Even if only a handful of students are directly involved in bullying, chances are most have seen it. Canadian research suggests that 85 per cent of bullying incidents are witnessed by other students. But bystanders only try to stop the bullying between 11 and 22 per cent of the time.

The Accepting Schools Act went to second reading in December and was expected to go to committee this month. It calls for consequences up to expulsion, new policies on bullying prevention and intervention, and school progress reports. It goes further than current rules requiring staff to report serious student incidents, contact parents and consider suspending offenders. If the proposed act is passed, boards will need to toughen their policies by September.

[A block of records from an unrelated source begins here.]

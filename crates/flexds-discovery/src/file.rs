//! Declarative file source.
//!
//! Read once at startup; parse errors are fatal. The format is a YAML list
//! of services:
//!
//! ```yaml
//! - name: hello
//!   instances:
//!     - host: hello.internal
//!       port: 8080
//!   routes:
//!     - match_type: path
//!       path_prefix: /hello
//!       prefix_rewrite: /
//!   http2: false
//!   tls: false
//!   dns_refresh_rate: 90s
//! ```

use std::path::Path;
use std::time::Duration;

use serde::{Deserialize, Deserializer};
use tracing::info;

use flexds_core::{
    DiscoveredService, FlexdsError, FlexdsResult, MatchType, Rewrite, RoutePattern,
    ServiceInstance,
};

use crate::aggregator::ServiceAggregator;

/// Aggregator slot owned by this source.
pub const SOURCE_ID: &str = "file";

#[derive(Debug, Deserialize)]
struct ServiceSpec {
    name: String,
    #[serde(default)]
    instances: Vec<InstanceSpec>,
    #[serde(default)]
    routes: Vec<RouteSpec>,
    #[serde(default)]
    http2: bool,
    #[serde(default)]
    tls: bool,
    #[serde(default, deserialize_with = "parse_opt_duration")]
    dns_refresh_rate: Option<Duration>,
}

#[derive(Debug, Deserialize)]
struct InstanceSpec {
    host: String,
    port: u16,
}

#[derive(Debug, Deserialize)]
struct RouteSpec {
    #[serde(default)]
    match_type: MatchType,
    #[serde(default)]
    path_prefix: String,
    #[serde(default)]
    prefix_rewrite: String,
    #[serde(default)]
    regex_rewrite: String,
    #[serde(default)]
    regex_replacement: String,
    #[serde(default)]
    header_name: String,
    #[serde(default)]
    header_value: String,
}

/// Duration strings like `90s` or `2m 30s`.
fn parse_opt_duration<'de, D>(deserializer: D) -> Result<Option<Duration>, D::Error>
where
    D: Deserializer<'de>,
{
    let raw: Option<String> = Option::deserialize(deserializer)?;
    raw.map(|value| humantime::parse_duration(&value).map_err(serde::de::Error::custom))
        .transpose()
}

/// Load the file and install its services in the aggregator.
///
/// Any error here is a startup error; the caller treats it as fatal.
pub fn load(path: &Path, aggregator: &ServiceAggregator) -> FlexdsResult<()> {
    let raw = std::fs::read_to_string(path)?;
    let services = parse_services(&raw)?;
    info!(
        path = %path.display(),
        count = services.len(),
        "loaded services from file"
    );
    aggregator.update(SOURCE_ID, services)
}

fn parse_services(raw: &str) -> FlexdsResult<Vec<DiscoveredService>> {
    let specs: Vec<ServiceSpec> =
        serde_yaml::from_str(raw).map_err(|err| FlexdsError::parse("service file", err))?;
    Ok(specs.into_iter().map(into_service).collect())
}

fn into_service(spec: ServiceSpec) -> DiscoveredService {
    let routes = spec
        .routes
        .iter()
        .enumerate()
        .map(|(index, route)| RoutePattern {
            name: format!("{}-route-{}", spec.name, index),
            match_type: route.match_type,
            path_prefix: route.path_prefix.clone(),
            header_name: route.header_name.clone(),
            header_value: route.header_value.clone(),
            rewrite: Rewrite::from_fields(
                &route.prefix_rewrite,
                &route.regex_rewrite,
                &route.regex_replacement,
            ),
            hosts: RoutePattern::default_hosts(),
        })
        .collect();

    DiscoveredService {
        instances: spec
            .instances
            .into_iter()
            .map(|instance| ServiceInstance::new(instance.host, instance.port))
            .collect(),
        routes,
        name: spec.name,
        enable_http2: spec.http2,
        enable_tls: spec.tls,
        dns_refresh_rate: spec.dns_refresh_rate,
    }
}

Last October, the Toronto Catholic District School Board added the role of "bystander" to its existing anti-bullying policy. But Mr. Roher said he's yet to see bystander responsibility recognized in the same way by the province.

Although the proposed legislation doesn't directly mention bystanders, Minister of Education Laurel Broten said reaching out to them is exactly what it sets out to do. Specifics about exactly how bystanders will be addressed will be determined by a panel of experts that haven't been selected yet, she said in an interview.

"We know that it's about changing behaviour, it's about teaching kids to make the right decision," Ms. Broten said. "We're going to get the expertise from the best experts that we have as a province."

It hasn't been decided whether certain anti-bullying programs that motivate bystanders to come forward will be recommended provincewide or if boards will make their own choices. But Ms. Broten pointed to Roots of Empathy, a program that brings babies to classrooms to teach kids kindness, as an example of a way to change a school environment.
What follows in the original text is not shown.